Analysts are predicting Friday’s Cattle on Feed report to reveal another drop in year-to-year inventories, however there’s more variance in predicting the number of cattle placed in January.
Predictions from CME Group ahead of the USDA report expect inventories to be four percent lower than the same month a year earlier. If inventories are lower in Friday’s report, it will show a decrease for the 17th consecutive month.
Pre-report CME Group estimates from 12 respondents show a range of 94.8 percent to 99 percent compared to February 2013 levels. A separate forecast from Allendale, Inc. shows total inventories on the low end at 94.9 percent compared to a year earlier.
In last year’s report, the number of cattle and calves on feed for slaughter market in the United States with capacity of 1,000 or more head totaled 11.1 million head on February 1, 2013. Last month’s report showed a year-to-year decline of five percent, totaling 10.6 million head.
There is more discrepancy among pre-report forecasts for the February placement number. CME Group shows a range from 4.3 percent lower to 7.1 percent higher, averaging an increase of 2.8 percent compared to placements in February 2013.
Last month’s report shows placements increased by 1 percent compared to a year earlier, with feedlots placing 1.68 million head in December 2013. Placements from last February’s report showed 1.88 million head in January 2013.

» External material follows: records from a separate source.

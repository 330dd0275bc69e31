//! Size statistics printed after a successful run.

use std::fmt;

const BYTES_PER_MB: f64 = 1024.0 * 1024.0;

/// Before/after sizes of a completed run.
#[derive(Debug, Clone, Copy, Default, PartialEq)]
pub struct SizeReport {
    pub original_bytes: u64,
    pub new_bytes: u64,
    pub records: usize,
}

impl SizeReport {
    pub fn to_mb(bytes: u64) -> f64 {
        bytes as f64 / BYTES_PER_MB
    }

    pub fn original_mb(&self) -> f64 {
        Self::to_mb(self.original_bytes)
    }

    pub fn new_mb(&self) -> f64 {
        Self::to_mb(self.new_bytes)
    }

    /// Share of the original size saved, in percent. 0 for an empty input.
    pub fn reduction_pct(&self) -> f64 {
        if self.original_bytes == 0 {
            0.0
        } else {
            (1.0 - self.new_bytes as f64 / self.original_bytes as f64) * 100.0
        }
    }
}

impl fmt::Display for SizeReport {
    fn fmt(&self, f: &mut fmt::Formatter<'_>) -> fmt::Result {
        writeln!(
            f,
            "Optimization complete. Original size: {:.2}MB",
            self.original_mb()
        )?;
        write!(f, "New size: {:.2}MB", self.new_mb())
    }
}
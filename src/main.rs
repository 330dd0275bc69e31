//! CLI entry point for the stops_lite tool.
//!
//! Shrinks a stop dataset to five abbreviated keys, writes it compactly and
//! prints the size before and after.

use anyhow::Result;
use clap::Parser;
use std::ffi::OsStr;
use std::path::{Path, PathBuf};
use std::process::ExitCode;
use stops_lite::{
    error::OptimizeError,
    pipeline::{DEFAULT_INPUT, DEFAULT_OUTPUT, Paths, optimize},
    report::SizeReport,
};
use tracing::{error, warn};
use tracing_appender::non_blocking::WorkerGuard;
use tracing_appender::rolling::{InitError, RollingFileAppender, Rotation};
use tracing_subscriber::{
    EnvFilter, Layer,
    filter::LevelFilter,
    fmt::{self, format::FmtSpan},
    layer::SubscriberExt,
    util::SubscriberInitExt,
};

#[derive(Parser)]
#[command(name = "stops_lite")]
#[command(about = "Shrink a transit stop dataset to a compact lite format", long_about = None)]
struct Cli {
    /// JSON array of stop records
    #[arg(short, long, value_name = "PATH", default_value = DEFAULT_INPUT)]
    input: PathBuf,

    /// Where to write the lite dataset
    #[arg(short, long, value_name = "PATH", default_value = DEFAULT_OUTPUT)]
    output: PathBuf,
}

fn main() -> ExitCode {
    dotenvy::dotenv().ok(); // Load .env file

    let cli = Cli::parse();
    let _file_guard = init_tracing();

    match run(&cli) {
        Ok(report) => {
            println!("{report}");
            ExitCode::SUCCESS
        }
        Err(e) => {
            match e.downcast_ref::<OptimizeError>() {
                Some(err) => error!(kind = ?err.kind(), error = %e, "Optimization failed"),
                None => error!(error = %e, "Optimization failed"),
            }
            println!("Error: {e}");
            ExitCode::FAILURE
        }
    }
}

fn run(cli: &Cli) -> Result<SizeReport> {
    let paths = Paths {
        input: cli.input.clone(),
        output: cli.output.clone(),
    };

    Ok(optimize(&paths)?)
}

/// Logging setup: colored stderr + JSON rolling log file.
///
/// Falls back to stderr only when the log file cannot be opened.
fn init_tracing() -> Option<WorkerGuard> {
    let log_file_path =
        std::env::var("LOG_FILE_PATH").unwrap_or_else(|_| "logs/stops_lite.log".to_string());

    let (json_layer, guard, appender_error) = match file_appender(&log_file_path) {
        Ok(appender) => {
            let (non_blocking_file, guard) = tracing_appender::non_blocking(appender);
            let layer = fmt::layer()
                .json()
                .with_current_span(true)
                .with_span_list(true)
                .with_writer(non_blocking_file)
                .with_filter(
                    EnvFilter::from_env("RUST_LOG_JSON").add_directive(LevelFilter::DEBUG.into()),
                );
            (Some(layer), Some(guard), None)
        }
        Err(e) => (None, None, Some(e)),
    };

    let stderr_layer = fmt::layer()
        .with_target(true)
        .with_span_events(FmtSpan::CLOSE)
        .with_ansi(true)
        .with_writer(std::io::stderr)
        .with_filter(EnvFilter::from_env("RUST_LOG").add_directive(LevelFilter::INFO.into()));

    tracing_subscriber::registry()
        .with(stderr_layer)
        .with(json_layer)
        .init();

    if let Some(e) = appender_error {
        warn!(path = %log_file_path, error = %e, "Log file unavailable, logging to stderr only");
    }

    guard
}

fn file_appender(log_file_path: &str) -> Result<RollingFileAppender, InitError> {
    let log_dir = Path::new(log_file_path)
        .parent()
        .filter(|p| !p.as_os_str().is_empty())
        .unwrap_or(Path::new("logs"));
    let log_file_name = Path::new(log_file_path)
        .file_name()
        .unwrap_or(OsStr::new("stops_lite.log"));

    RollingFileAppender::builder()
        .rotation(Rotation::DAILY)
        .filename_prefix(log_file_name.to_string_lossy())
        .build(log_dir)
}

#[cfg(test)]
mod tests {
    use super::*;

    #[test]
    fn test_cli_defaults() {
        let cli = Cli::parse_from(["stops_lite"]);
        assert_eq!(cli.input, Path::new("stops.txt"));
        assert_eq!(cli.output, Path::new("stops_lite.json"));
    }

    #[test]
    fn test_cli_has_no_extra_outputs() {
        assert!(Cli::try_parse_from(["stops_lite", "--history", "runs.csv"]).is_err());
    }

    #[test]
    fn test_file_appender_reports_uncreatable_dir() {
        let dir = tempfile::tempdir().unwrap();
        let blocker = dir.path().join("not_a_dir");
        std::fs::write(&blocker, "x").unwrap();
        let log_path = blocker.join("logs").join("stops_lite.log");

        assert!(file_appender(&log_path.to_string_lossy()).is_err());
    }

    #[test]
    fn test_file_appender_creates_log_dir() {
        let dir = tempfile::tempdir().unwrap();
        let log_path = dir.path().join("nested").join("stops_lite.log");

        assert!(file_appender(&log_path.to_string_lossy()).is_ok());
        assert!(dir.path().join("nested").is_dir());
    }

    #[test]
    fn test_cli_overrides() {
        let cli = Cli::parse_from([
            "stops_lite",
            "-i",
            "data/all.json",
            "--output",
            "dist/lite.json",
        ]);
        assert_eq!(cli.input, Path::new("data/all.json"));
        assert_eq!(cli.output, Path::new("dist/lite.json"));
    }
}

Allendale says feedlot operators have been motivated by higher cattle prices and lower feed costs, but scarce cattle supplies are the reason they’re expecting a year-to-year decline. Allendale expects Friday’s total placements to be 4.3 percent lower than last February’s report.
Both Allendale and CME Group expect Friday’s report to show a drop of more than four percent in marketings of fed cattle.